Music Learning, Teaching and Research

Subject MUSI90150 (2016)

Note: This is an archived Handbook entry from 2016.

Credit Points: 12.5
Level: 9 (Graduate/Postgraduate)
Dates & Locations:

This subject has the following teaching availabilities in 2016:

Semester 1, Parkville - Taught on campus.
Pre-teaching Period Start not applicable
Teaching Period 29-Feb-2016 to 29-May-2016
Assessment Period End 24-Jun-2016
Last date to Self-Enrol 11-Mar-2016
Census Date 31-Mar-2016
Last date to Withdraw without fail 06-May-2016

Semester 2, Parkville - Taught on campus.
Pre-teaching Period Start not applicable
Teaching Period 25-Jul-2016 to 23-Oct-2016
Assessment Period End 18-Nov-2016
Last date to Self-Enrol 05-Aug-2016
Census Date 31-Aug-2016
Last date to Withdraw without fail 23-Sep-2016

Timetable can be viewed here. For information about these dates, click here.
Time Commitment: Contact Hours: One 2-hour seminar per week during the semester.
Total Time Commitment:

120 hours (including non-contact time)

Prerequisites: None
Corequisites: None
Recommended Background Knowledge:


Non Allowed Subjects:


Core Participation Requirements:

For the purposes of considering request for Reasonable Adjustments under the Disability Standards for Education (Cwth 2005), and Student Support and Engagement Policy, academic requirements for this subject are articulated in the Subject Overview, Learning Outcomes, Assessment and Generic Skills sections of this entry.
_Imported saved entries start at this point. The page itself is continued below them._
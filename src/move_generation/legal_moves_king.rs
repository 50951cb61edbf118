//! King movement: the eight neighbouring squares.
//!
//! Castling is accepted as an option but never produces moves; this rule set
//! does not include it.

use crate::game_state::chess_types::*;
use crate::move_generation::legal_move_shared::{generate_step_moves, ALL_DIRECTIONS};

pub fn generate_king_moves(
    board: &Board,
    from: Position,
    color: Color,
    include_castling: bool,
    out: &mut Vec<Position>,
) {
    generate_step_moves(board, from, color, &ALL_DIRECTIONS, out);

    if include_castling {
        generate_castling_moves(board, from, color, out);
    }
}

fn generate_castling_moves(_board: &Board, _from: Position, _color: Color, _out: &mut Vec<Position>) {
    // TODO: castling (king/rook unmoved, empty and unattacked transit squares).
}
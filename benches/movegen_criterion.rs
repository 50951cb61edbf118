use std::hint::black_box;
use std::time::Duration;

use criterion::{criterion_group, criterion_main, BenchmarkId, Criterion, Throughput};

use chess_board_core::move_generation::legal_move_generator::legal_moves_for_color;
use chess_board_core::move_generation::perft::perft;
use chess_board_core::utils::fen_parser::parse_layout;
use chess_board_core::{create_board, Color};

#[derive(Clone, Copy)]
struct BenchCase {
    name: &'static str,
    layout: &'static str,
    side_to_move: Color,
}

const CASES: &[BenchCase] = &[
    BenchCase {
        name: "start",
        layout: "rnbqkbnr/pppppppp/8/8/8/8/PPPPPPPP/RNBQKBNR",
        side_to_move: Color::White,
    },
    BenchCase {
        name: "open_middlegame",
        layout: "r3k2r/p1ppqpb1/bn2pnp1/3PN3/1p2P3/2N2Q1p/PPPBBPPP/R3K2R",
        side_to_move: Color::White,
    },
    BenchCase {
        name: "rook_endgame",
        layout: "8/2p5/3p4/KP5r/1R3p1k/8/4P1P1/8",
        side_to_move: Color::White,
    },
];

fn bench_legal_moves(c: &mut Criterion) {
    let mut group = c.benchmark_group("legal_moves_for_color");
    for case in CASES {
        let board = parse_layout(case.layout).expect("bench layout should parse");
        group.bench_with_input(BenchmarkId::from_parameter(case.name), &board, |b, board| {
            b.iter(|| legal_moves_for_color(black_box(board), case.side_to_move))
        });
    }
    group.finish();
}

fn bench_perft(c: &mut Criterion) {
    let mut group = c.benchmark_group("perft_start");
    group.sample_size(10);
    group.measurement_time(Duration::from_secs(10));

    let board = create_board();
    for (depth, nodes) in [(2u8, 400u64), (3u8, 8902u64)] {
        group.throughput(Throughput::Elements(nodes));
        group.bench_with_input(BenchmarkId::from_parameter(depth), &depth, |b, &depth| {
            b.iter(|| {
                let counts = perft(black_box(&board), Color::White, depth);
                assert_eq!(counts.nodes as u64, nodes);
            })
        });
    }
    group.finish();
}

criterion_group!(benches, bench_legal_moves, bench_perft);
criterion_main!(benches);
//! Helpers shared by the per-piece generators: direction tables and the two
//! movement shapes (single steps and slides).

use crate::game_state::chess_types::*;

pub const ORTHOGONAL_DIRECTIONS: [(i8, i8); 4] = [(0, 1), (1, 0), (0, -1), (-1, 0)];

pub const DIAGONAL_DIRECTIONS: [(i8, i8); 4] = [(1, 1), (1, -1), (-1, -1), (-1, 1)];

pub const ALL_DIRECTIONS: [(i8, i8); 8] = [
    (0, 1),
    (1, 1),
    (1, 0),
    (1, -1),
    (0, -1),
    (-1, -1),
    (-1, 0),
    (-1, 1),
];

pub const KNIGHT_OFFSETS: [(i8, i8); 8] = [
    (1, 2),
    (2, 1),
    (2, -1),
    (1, -2),
    (-1, -2),
    (-2, -1),
    (-2, 1),
    (-1, 2),
];

/// True if a piece of `color` may end its move on `to`: empty or enemy-held.
#[inline]
pub fn is_available(board: &Board, to: Position, color: Color) -> bool {
    board.is_empty(to) || board.is_opponent(to, color)
}

/// One step along each offset; keeps destinations that are empty or hold an
/// opponent piece.
pub fn generate_step_moves(
    board: &Board,
    from: Position,
    color: Color,
    offsets: &[(i8, i8)],
    out: &mut Vec<Position>,
) {
    for &(dx, dy) in offsets {
        let Some(to) = from.offset(dx, dy) else {
            continue;
        };
        if is_available(board, to, color) {
            out.push(to);
        }
    }
}

/// Walk each direction until the first occupied square. Empty squares are
/// kept; the blocker is kept only when it belongs to the opponent.
pub fn generate_sliding_moves(
    board: &Board,
    from: Position,
    color: Color,
    directions: &[(i8, i8)],
    out: &mut Vec<Position>,
) {
    for &(dx, dy) in directions {
        let mut current = from.offset(dx, dy);
        while let Some(to) = current {
            match board.piece_at(to) {
                None => out.push(to),
                Some(blocker) => {
                    if blocker.is_opponent_of(color) {
                        out.push(to);
                    }
                    break;
                }
            }
            current = to.offset(dx, dy);
        }
    }
}
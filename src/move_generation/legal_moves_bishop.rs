use crate::game_state::chess_types::*;
use crate::move_generation::legal_move_shared::{generate_sliding_moves, DIAGONAL_DIRECTIONS};

pub fn generate_bishop_moves(board: &Board, from: Position, color: Color, out: &mut Vec<Position>) {
    generate_sliding_moves(board, from, color, &DIAGONAL_DIRECTIONS, out);
}

#[cfg(test)]
mod tests {
    use super::generate_bishop_moves;
    use crate::game_state::chess_types::*;
    use crate::utils::fen_parser::parse_layout;

    #[test]
    fn bishop_on_open_board_covers_both_diagonals() {
        let board = parse_layout("8/8/8/8/3B4/8/8/8").expect("layout should parse");
        let mut out = Vec::new();
        generate_bishop_moves(&board, Position::new(3, 4).expect("d4"), Color::White, &mut out);
        assert_eq!(out.len(), 13);
    }

    #[test]
    fn bishop_is_blocked_by_pieces_in_the_start_position() {
        let board = crate::game_state::board::create_board();
        let mut out = Vec::new();
        generate_bishop_moves(&board, Position::new(2, 7).expect("c1"), Color::White, &mut out);
        assert!(out.is_empty());
    }
}
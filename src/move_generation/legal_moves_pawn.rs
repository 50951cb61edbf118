//! Pawn movement: single and double pushes plus diagonal captures.
//!
//! En passant is not produced.

use crate::game_state::chess_rules::pawn_start_rank;
use crate::game_state::chess_types::*;

pub fn generate_pawn_moves(board: &Board, from: Position, color: Color, out: &mut Vec<Position>) {
    let forward = color.forward();

    if let Some(one_step) = from.offset(0, forward) {
        if board.is_empty(one_step) {
            out.push(one_step);

            if from.y() == pawn_start_rank(color) {
                if let Some(two_step) = one_step.offset(0, forward) {
                    if board.is_empty(two_step) {
                        out.push(two_step);
                    }
                }
            }
        }
    }

    for file_delta in [-1i8, 1i8] {
        let Some(to) = from.offset(file_delta, forward) else {
            continue;
        };
        if board.is_opponent(to, color) {
            out.push(to);
        }
    }
}

#[cfg(test)]
mod tests {
    use super::generate_pawn_moves;
    use crate::game_state::chess_types::*;
    use crate::utils::fen_parser::parse_layout;

    fn at(x: u8, y: u8) -> Position {
        Position::new(x, y).expect("test square is on the board")
    }

    fn pawn_moves(layout: &str, from: Position, color: Color) -> Vec<Position> {
        let board = parse_layout(layout).expect("layout should parse");
        let mut out = Vec::new();
        generate_pawn_moves(&board, from, color, &mut out);
        out.sort();
        out
    }

    #[test]
    fn white_pawn_on_start_rank_can_double_step() {
        let moves = pawn_moves("8/8/8/8/8/8/4P3/8", at(4, 6), Color::White);
        assert_eq!(moves, vec![at(4, 4), at(4, 5)]);
    }

    #[test]
    fn black_pawn_moves_toward_higher_rows() {
        let moves = pawn_moves("8/3p4/8/8/8/8/8/8", at(3, 1), Color::Black);
        assert_eq!(moves, vec![at(3, 2), at(3, 3)]);
    }

    #[test]
    fn double_step_needs_both_squares_empty() {
        let blocked_far = pawn_moves("8/8/8/8/4n3/8/4P3/8", at(4, 6), Color::White);
        assert_eq!(blocked_far, vec![at(4, 5)]);

        let blocked_near = pawn_moves("8/8/8/8/8/4n3/4P3/8", at(4, 6), Color::White);
        assert!(blocked_near.is_empty());
    }

    #[test]
    fn pawn_off_start_rank_moves_one_square() {
        let moves = pawn_moves("8/8/8/8/4P3/8/8/8", at(4, 4), Color::White);
        assert_eq!(moves, vec![at(4, 3)]);
    }

    #[test]
    fn captures_only_onto_opponent_pieces() {
        // Enemy knight on d3 (3,5), own knight on f3 (5,5).
        let moves = pawn_moves("8/8/8/8/8/3n1N2/4P3/8", at(4, 6), Color::White);
        assert_eq!(moves, vec![at(3, 5), at(4, 4), at(4, 5)]);
    }

    #[test]
    fn edge_file_pawn_has_one_capture_diagonal() {
        let moves = pawn_moves("8/8/8/8/8/1n6/P7/8", at(0, 6), Color::White);
        assert_eq!(moves, vec![at(0, 4), at(0, 5), at(1, 5)]);
    }
}
//! Errors used throughout the rules core.
//!
//! `ChessError` is the single error type for the fallible entry points of the
//! crate: building positions from raw coordinates, parsing algebraic squares,
//! and parsing board layout strings.
//!
//! Usage guidelines:
//! - Parsing and construction helpers return `ChessResult<...>`.
//! - Game actions (committing a move for the wrong side, moving from an empty
//!   square, acting after the game ended) are not errors. Session transitions
//!   report whether they were applied and otherwise leave state untouched.
//! - A missing king is an invariant violation. Detector functions return
//!   `None`/`false` for it instead of an error.

/// Unified error type for the rules core.
#[derive(Debug, Clone, PartialEq, Eq, thiserror::Error)]
pub enum ChessError {
    /// A coordinate pair fell outside `0..=7` on either axis.
    #[error("position ({x}, {y}) is outside the board")]
    PositionOutOfBounds { x: u8, y: u8 },

    /// A single character in an algebraic square was invalid.
    ///
    /// Payload: the offending character (a file outside `a..=h` or a rank
    /// outside `1..=8`).
    #[error("invalid algebraic character '{0}'")]
    InvalidAlgebraicChar(char),

    /// An algebraic square did not have the two-character `<file><rank>` form.
    #[error("invalid algebraic square \"{0}\"")]
    InvalidAlgebraicString(String),

    /// Unexpected piece letter or digit in a board layout string.
    #[error("invalid board layout token '{0}'")]
    InvalidLayoutToken(char),

    /// Board layout string had the wrong number of ranks or files.
    #[error("malformed board layout: {0}")]
    InvalidLayoutForm(String),
}

pub type ChessResult<T> = Result<T, ChessError>;
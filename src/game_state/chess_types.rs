//! Plain data types shared by every subsystem: colors, piece kinds, pieces
//! with stable identity, and bounds-checked board positions.

use uuid::Uuid;

use crate::chess_errors::{ChessError, ChessResult};
use crate::game_state::chess_rules::BOARD_SIZE;

pub use crate::game_state::board::Board;
pub use crate::game_state::game_state::GameState;

/// Side of the board.
#[derive(Debug, Clone, Copy, PartialEq, Eq, Hash)]
#[cfg_attr(feature = "serde", derive(serde::Serialize, serde::Deserialize))]
pub enum Color {
    White,
    Black,
}

impl Color {
    #[inline]
    pub const fn index(self) -> usize {
        match self {
            Color::White => 0,
            Color::Black => 1,
        }
    }

    #[inline]
    pub const fn opposite(self) -> Self {
        match self {
            Color::White => Color::Black,
            Color::Black => Color::White,
        }
    }

    /// Row delta of a forward pawn step. White advances toward `y == 0`.
    #[inline]
    pub const fn forward(self) -> i8 {
        match self {
            Color::White => -1,
            Color::Black => 1,
        }
    }
}

/// Closed set of piece kinds. Pieces carry no behaviour; move rules are
/// selected by matching on this tag.
#[derive(Debug, Clone, Copy, PartialEq, Eq, Hash)]
#[cfg_attr(feature = "serde", derive(serde::Serialize, serde::Deserialize))]
pub enum PieceKind {
    Pawn,
    Knight,
    Bishop,
    Rook,
    Queen,
    King,
}

pub const ALL_PIECE_KINDS: [PieceKind; 6] = [
    PieceKind::Pawn,
    PieceKind::Knight,
    PieceKind::Bishop,
    PieceKind::Rook,
    PieceKind::Queen,
    PieceKind::King,
];

impl PieceKind {
    /// Upper-case letter used by layout strings and move notation.
    #[inline]
    pub const fn letter(self) -> char {
        match self {
            PieceKind::Pawn => 'P',
            PieceKind::Knight => 'N',
            PieceKind::Bishop => 'B',
            PieceKind::Rook => 'R',
            PieceKind::Queen => 'Q',
            PieceKind::King => 'K',
        }
    }

    pub fn from_letter(letter: char) -> Option<Self> {
        ALL_PIECE_KINDS
            .into_iter()
            .find(|kind| kind.letter() == letter.to_ascii_uppercase())
    }
}

/// Stable identity of a piece. Copies of a board keep the ids of the pieces
/// they copy, which lets history track a captured piece across snapshots.
#[derive(Debug, Clone, Copy, PartialEq, Eq, Hash, PartialOrd, Ord)]
#[cfg_attr(feature = "serde", derive(serde::Serialize, serde::Deserialize))]
pub struct PieceId(Uuid);

impl PieceId {
    #[inline]
    pub fn fresh() -> Self {
        PieceId(Uuid::new_v4())
    }

    /// Deterministic id for a piece created out of `self` (promotion), so
    /// replaying the same history yields the same ids.
    #[inline]
    pub fn derived(self, kind: PieceKind) -> Self {
        PieceId(Uuid::new_v5(&self.0, &[kind.letter() as u8]))
    }

    #[inline]
    pub fn as_uuid(&self) -> &Uuid {
        &self.0
    }
}

#[derive(Debug, Clone, Copy, PartialEq, Eq)]
#[cfg_attr(feature = "serde", derive(serde::Serialize, serde::Deserialize))]
pub struct Piece {
    pub kind: PieceKind,
    pub color: Color,
    pub has_moved: bool,
    pub id: PieceId,
}

impl Piece {
    pub fn new(kind: PieceKind, color: Color) -> Self {
        Self {
            kind,
            color,
            has_moved: false,
            id: PieceId::fresh(),
        }
    }

    /// Copy of this piece marked as having moved. Identity is preserved.
    #[inline]
    pub fn moved(self) -> Self {
        Self {
            has_moved: true,
            ..self
        }
    }

    #[inline]
    pub fn is_opponent_of(&self, color: Color) -> bool {
        self.color != color
    }
}

/// A square on the board, `(x, y)` with `(0, 0)` the visual top-left
/// (Black's back rank seen from White). Both coordinates are always in
/// `0..8`; the only ways to obtain one are the checked constructor and
/// `offset`, which returns `None` when leaving the board.
#[derive(Debug, Clone, Copy, PartialEq, Eq, Hash, PartialOrd, Ord)]
#[cfg_attr(feature = "serde", derive(serde::Serialize, serde::Deserialize))]
pub struct Position {
    x: u8,
    y: u8,
}

impl Position {
    pub fn new(x: u8, y: u8) -> ChessResult<Self> {
        if usize::from(x) >= BOARD_SIZE || usize::from(y) >= BOARD_SIZE {
            return Err(ChessError::PositionOutOfBounds { x, y });
        }
        Ok(Self { x, y })
    }

    /// Caller guarantees `x < 8 && y < 8`.
    #[inline]
    pub(crate) const fn new_unchecked(x: u8, y: u8) -> Self {
        Self { x, y }
    }

    #[inline]
    pub const fn x(self) -> u8 {
        self.x
    }

    #[inline]
    pub const fn y(self) -> u8 {
        self.y
    }

    /// Position shifted by `(dx, dy)`, or `None` if that leaves the board.
    #[inline]
    pub fn offset(self, dx: i8, dy: i8) -> Option<Self> {
        let x = self.x as i8 + dx;
        let y = self.y as i8 + dy;
        if (0..BOARD_SIZE as i8).contains(&x) && (0..BOARD_SIZE as i8).contains(&y) {
            Some(Self::new_unchecked(x as u8, y as u8))
        } else {
            None
        }
    }

    /// Every square in row-major order: `y` outer, `x` inner.
    pub fn all() -> impl Iterator<Item = Position> {
        (0..BOARD_SIZE as u8)
            .flat_map(|y| (0..BOARD_SIZE as u8).map(move |x| Position::new_unchecked(x, y)))
    }
}
//! Move application.
//!
//! `apply_move` never mutates its input: it returns a new board with the
//! piece relocated, marked as moved, and promoted when a pawn reaches the
//! far back rank. Recording a capture is the caller's job; the captured
//! piece is whatever `board.piece_at(to)` held before the call.

use crate::game_state::chess_rules::promotion_rank;
use crate::game_state::chess_types::*;

/// Piece kind every promotion produces.
pub const AUTO_PROMOTION_KIND: PieceKind = PieceKind::Queen;

pub fn apply_move(board: &Board, from: Position, to: Position) -> Board {
    let mut next = board.clone();

    let Some(piece) = board.piece_at(from) else {
        return next;
    };

    let placed = if is_promotion(&piece, to) {
        promote(&piece)
    } else {
        piece.moved()
    };

    next.set(to, Some(placed));
    next.set(from, None);
    next
}

/// True if moving `piece` onto `to` promotes it.
#[inline]
pub fn is_promotion(piece: &Piece, to: Position) -> bool {
    piece.kind == PieceKind::Pawn && to.y() == promotion_rank(piece.color)
}

/// New piece replacing a promoting pawn. Its id is derived from the pawn's,
/// so replaying the same moves recreates the same queen.
fn promote(pawn: &Piece) -> Piece {
    Piece {
        kind: AUTO_PROMOTION_KIND,
        color: pawn.color,
        has_moved: false,
        id: pawn.id.derived(AUTO_PROMOTION_KIND),
    }
}
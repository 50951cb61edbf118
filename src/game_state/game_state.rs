//! Game session: the board, the move log, and everything derived from them.
//!
//! A `GameState` exclusively owns its current board and history. The only
//! way to advance it is through the transition methods below; each either
//! applies completely or leaves the session untouched and returns `false`.
//!
//! Status machine:
//! `Waiting -> Active` on `start`, then `Active <-> Check` as moves are
//! committed, ending in `Checkmate`, `Stalemate` or `Draw`. Resignation goes
//! straight to `Checkmate`. Undo rebuilds the position by replaying the
//! remaining history from the initial board and re-derives status from it;
//! games ended by resignation or an agreed draw cannot be undone.

use chrono::{DateTime, Utc};
use tracing::{debug, info};
use uuid::Uuid;

use crate::game_state::chess_move::*;
use crate::game_state::chess_types::*;
use crate::game_state::draw_offer::DrawResponder;
use crate::move_generation::legal_move_apply::{apply_move, is_promotion, AUTO_PROMOTION_KIND};
use crate::move_generation::legal_move_checks::{find_king_position, is_king_in_check};
use crate::move_generation::legal_move_generator::legal_moves;
use crate::move_generation::terminal_evaluation::{evaluate_terminal, GameOverReason};

#[derive(Debug, Clone)]
#[cfg_attr(feature = "serde", derive(serde::Serialize, serde::Deserialize))]
pub struct GameState {
    id: Uuid,
    created_at: DateTime<Utc>,
    white_player: Option<Player>,
    black_player: Option<Player>,

    // Replay origin for undo; `board` is always `initial_board` + `moves`.
    initial_board: Board,
    board: Board,
    current_turn: Color,
    moves: Vec<ChessMove>,

    status: GameStatus,
    check: CheckStatus,
    captured_pieces: CapturedPieces,
    resigned: Option<Color>,
}

impl Default for GameState {
    fn default() -> Self {
        Self::new()
    }
}

impl GameState {
    /// Session in the `Waiting` state with the standard layout and no players.
    pub fn new() -> Self {
        Self::from_board(Board::initial())
    }

    /// Session in the `Waiting` state starting from an arbitrary layout,
    /// White to move.
    pub fn from_board(board: Board) -> Self {
        Self {
            id: Uuid::new_v4(),
            created_at: Utc::now(),
            white_player: None,
            black_player: None,
            initial_board: board.clone(),
            board,
            current_turn: Color::White,
            moves: Vec::new(),
            status: GameStatus::Waiting,
            check: CheckStatus::default(),
            captured_pieces: CapturedPieces::default(),
            resigned: None,
        }
    }

    /// Seat both players on a fresh starting position and go `Active`.
    pub fn start(&mut self, white: Player, black: Player) {
        info!(game_id = %self.id, white = %white.name, black = %black.name, "game started");
        self.white_player = Some(Player {
            color: Color::White,
            ..white
        });
        self.black_player = Some(Player {
            color: Color::Black,
            ..black
        });
        self.restart_from(Board::initial());
    }

    /// Back to a fresh starting position. Players stay seated; the session is
    /// `Active` when both seats are filled and `Waiting` otherwise.
    pub fn reset(&mut self) {
        info!(game_id = %self.id, "game reset");
        self.restart_from(Board::initial());
    }

    fn restart_from(&mut self, board: Board) {
        self.initial_board = board.clone();
        self.board = board;
        self.current_turn = Color::White;
        self.moves.clear();
        self.captured_pieces = CapturedPieces::default();
        self.check = CheckStatus::default();
        self.resigned = None;
        self.status = if self.white_player.is_some() && self.black_player.is_some() {
            GameStatus::Active
        } else {
            GameStatus::Waiting
        };
    }

    /// Start play from the board given to `from_board` without seating
    /// players. Status is derived from the position immediately, so a
    /// position that is already mate or stalemate starts terminal.
    pub fn activate(&mut self) {
        if self.status != GameStatus::Waiting {
            return;
        }
        self.status = GameStatus::Active;
        self.refresh_status();
    }

    /// Move the piece on `from` to `to` for the side to move.
    ///
    /// Returns `false` without touching the session when the game is not
    /// live, `from` is empty or holds an opponent piece, or `to` is not a
    /// legal destination.
    pub fn commit_move(&mut self, from: Position, to: Position) -> bool {
        if !self.status.is_live() {
            debug!(game_id = %self.id, status = ?self.status, "move rejected: game not live");
            return false;
        }
        let Some(piece) = self.board.piece_at(from) else {
            debug!(game_id = %self.id, %from, "move rejected: empty source square");
            return false;
        };
        if piece.color != self.current_turn {
            debug!(game_id = %self.id, %from, turn = ?self.current_turn, "move rejected: wrong side");
            return false;
        }
        if !legal_moves(&self.board, from).contains(&to) {
            debug!(game_id = %self.id, %from, %to, "move rejected: illegal destination");
            return false;
        }

        let Some(record) = Self::play(&mut self.board, &mut self.captured_pieces, from, to) else {
            return false;
        };
        self.moves.push(record);
        self.current_turn = self.current_turn.opposite();
        self.refresh_status();

        info!(
            game_id = %self.id,
            ply = self.moves.len(),
            %from,
            %to,
            status = ?self.status,
            "move committed"
        );
        true
    }

    /// The resigning side loses; status becomes `Checkmate`.
    pub fn resign(&mut self, color: Color) -> bool {
        if !self.status.is_live() {
            return false;
        }
        info!(game_id = %self.id, ?color, "resigned");
        self.resigned = Some(color);
        self.status = GameStatus::Checkmate;
        true
    }

    /// Offer a draw on behalf of `color`. Returns whether it was accepted;
    /// acceptance ends the game as a `Draw`.
    pub fn offer_draw(&mut self, color: Color, responder: &mut dyn DrawResponder) -> bool {
        if !self.status.is_live() {
            return false;
        }
        let accepted = responder.respond(color, self);
        info!(game_id = %self.id, ?color, accepted, "draw offered");
        if accepted {
            self.status = GameStatus::Draw;
        }
        accepted
    }

    /// Drop the last move and rebuild the position by replaying the rest of
    /// the history from the initial board. No-op on an empty history, and
    /// after a resignation or agreed draw, which are not moves on the board.
    pub fn undo_last_move(&mut self) -> bool {
        if self.resigned.is_some() || self.status == GameStatus::Draw {
            debug!(game_id = %self.id, status = ?self.status, "undo rejected: game ended by agreement");
            return false;
        }
        let Some(undone) = self.moves.pop() else {
            return false;
        };

        let mut board = self.initial_board.clone();
        let mut captured = CapturedPieces::default();
        for mv in &self.moves {
            Self::play(&mut board, &mut captured, mv.from, mv.to);
        }

        self.board = board;
        self.captured_pieces = captured;
        self.current_turn = if self.moves.len() % 2 == 0 {
            Color::White
        } else {
            Color::Black
        };
        self.refresh_status();

        info!(
            game_id = %self.id,
            from = %undone.from,
            to = %undone.to,
            remaining = self.moves.len(),
            "move undone"
        );
        true
    }

    /// Apply one move to `board`, record its capture, and describe it.
    /// `None` (board untouched) when `from` is empty.
    fn play(
        board: &mut Board,
        captured: &mut CapturedPieces,
        from: Position,
        to: Position,
    ) -> Option<ChessMove> {
        let piece = board.piece_at(from)?;
        let captured_piece = board.piece_at(to);
        *board = apply_move(board, from, to);

        if let Some(taken) = captured_piece {
            captured.record(piece.color, taken);
        }

        Some(ChessMove {
            from,
            to,
            piece,
            captured_piece,
            promotion: is_promotion(&piece, to).then_some(AUTO_PROMOTION_KIND),
            is_castle: false,
            is_en_passant: false,
        })
    }

    /// Derive check and terminal status for the side to move.
    fn refresh_status(&mut self) {
        let side = self.current_turn;
        let in_check = is_king_in_check(&self.board, side);
        self.check = CheckStatus {
            is_check: in_check,
            color: in_check.then_some(side),
            king_position: if in_check {
                find_king_position(&self.board, side)
            } else {
                None
            },
        };

        let outcome = evaluate_terminal(&self.board, side);
        self.status = match outcome.reason {
            Some(GameOverReason::Checkmate) => GameStatus::Checkmate,
            Some(GameOverReason::Stalemate) => GameStatus::Stalemate,
            None if in_check => GameStatus::Check,
            None => GameStatus::Active,
        };
    }

    #[inline]
    pub fn id(&self) -> Uuid {
        self.id
    }

    #[inline]
    pub fn created_at(&self) -> DateTime<Utc> {
        self.created_at
    }

    pub fn player(&self, color: Color) -> Option<&Player> {
        match color {
            Color::White => self.white_player.as_ref(),
            Color::Black => self.black_player.as_ref(),
        }
    }

    #[inline]
    pub fn board(&self) -> &Board {
        &self.board
    }

    #[inline]
    pub fn initial_board(&self) -> &Board {
        &self.initial_board
    }

    #[inline]
    pub fn current_turn(&self) -> Color {
        self.current_turn
    }

    #[inline]
    pub fn moves(&self) -> &[ChessMove] {
        &self.moves
    }

    #[inline]
    pub fn status(&self) -> GameStatus {
        self.status
    }

    #[inline]
    pub fn check(&self) -> CheckStatus {
        self.check
    }

    #[inline]
    pub fn captured_pieces(&self) -> &CapturedPieces {
        &self.captured_pieces
    }

    /// Legal destinations for the piece on `from`, for highlighting.
    pub fn legal_moves_from(&self, from: Position) -> Vec<Position> {
        legal_moves(&self.board, from)
    }

    /// Winner of a finished game: the opponent of a resigning side, or the
    /// side that delivered checkmate.
    pub fn winner(&self) -> Option<Color> {
        if let Some(loser) = self.resigned {
            return Some(loser.opposite());
        }
        (self.status == GameStatus::Checkmate).then(|| self.current_turn.opposite())
    }
}
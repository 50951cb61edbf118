//! Move generation seam.
//!
//! `MoveGenerator` lets callers choose between full legality and raw
//! movement patterns. Attack detection always goes through the pseudo-legal
//! generator; UI highlighting and terminal detection use the legal one.

use crate::game_state::chess_types::*;
use crate::move_generation::legal_move_generator::{legal_moves_with, pseudo_legal_moves};

/// Switches for `legal_moves_with`.
#[derive(Debug, Clone, Copy, PartialEq, Eq)]
pub struct MoveGenOptions {
    /// Ask the king generator for castling moves. Castling is not part of
    /// this rule set, so the flag currently changes nothing.
    pub include_castling: bool,
    /// Drop destinations that would leave the mover's own king attacked.
    pub filter_self_check: bool,
}

impl Default for MoveGenOptions {
    fn default() -> Self {
        Self {
            include_castling: true,
            filter_self_check: true,
        }
    }
}

impl MoveGenOptions {
    /// Raw movement patterns, as used for attack detection.
    pub const PSEUDO_LEGAL: MoveGenOptions = MoveGenOptions {
        include_castling: false,
        filter_self_check: false,
    };
}

pub trait MoveGenerator: Send + Sync {
    /// Destinations for the piece on `from`; empty if the square is empty.
    fn generate_moves(&self, board: &Board, from: Position) -> Vec<Position>;
}

/// Destinations that obey movement rules and keep the mover's king safe.
pub struct LegalMoveGenerator;

/// Destinations that obey movement rules only.
pub struct PseudoLegalMoveGenerator;

impl MoveGenerator for LegalMoveGenerator {
    fn generate_moves(&self, board: &Board, from: Position) -> Vec<Position> {
        legal_moves_with(board, from, MoveGenOptions::default())
    }
}

impl MoveGenerator for PseudoLegalMoveGenerator {
    fn generate_moves(&self, board: &Board, from: Position) -> Vec<Position> {
        pseudo_legal_moves(board, from)
    }
}

#[cfg(test)]
mod tests {
    use super::*;
    use crate::utils::fen_parser::parse_layout;

    #[test]
    fn generators_differ_only_by_the_self_check_filter() {
        // White rook on e2 is pinned to its king by the black rook on e8.
        let board = parse_layout("4r2k/8/8/8/8/8/4R3/4K3").expect("layout should parse");
        let e2 = Position::new(4, 6).expect("e2");

        let pseudo = PseudoLegalMoveGenerator.generate_moves(&board, e2);
        let legal = LegalMoveGenerator.generate_moves(&board, e2);

        assert_eq!(pseudo.len(), 6 + 7);
        assert_eq!(legal.len(), 6);
        assert!(legal.iter().all(|to| to.x() == 4));
    }
}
It is University policy to take all reasonable steps to minimise the impact of disability upon academic study, and reasonable adjustments will be made to enhance a student's participation in the University's programs. Students who feel their disability may impact on meeting the requirements of this subject are encouraged to discuss this matter with a Faculty Student Adviser and Student Equity and Disability Support:


Mr Ian Godfrey


Ian Godfrey

Subject Overview:

This subject provides students with an overview of the various factors that influence the provision of an effective music education for young people. This includes historical, philosophical, psychological, sociological and methodological factors that provide a context for instrumental music teaching. Students are introduced to a wide range of music teaching methodologies that their own future pupils are likely to have experienced: these are the Dalcroze, Orff, Kodály, Suzuki, Yamaha, Musical Futures, Wider Opportunities, SingUp and other contemporary approaches, including the applications of information and communication technologies to music learning. Students will be introduced to the role of the music teacher as a researcher with an overview of the nature of scholarly and practitioner-based research, the major paradigms, methods and data collection / analysis techniques, and reporting / dissemination conventions that apply to music performance learning and teaching.

Learning Outcomes:

On completion of this subject, students should be able to:

  • demonstrate an understanding of and critical responsiveness to a variety of historical, philosophical, psychological, sociological and methodological (including technological) factors that shape students’ learning, learning experiences and educational outcomes; and
  • demonstrate an awareness of the potential role that music performance teachers may have as educational researchers, and acquire skills and knowledge regarding the nature of educational enquiry in the area of music performance together with the principles and methods that may facilitate research in a variety of music performance educational settings.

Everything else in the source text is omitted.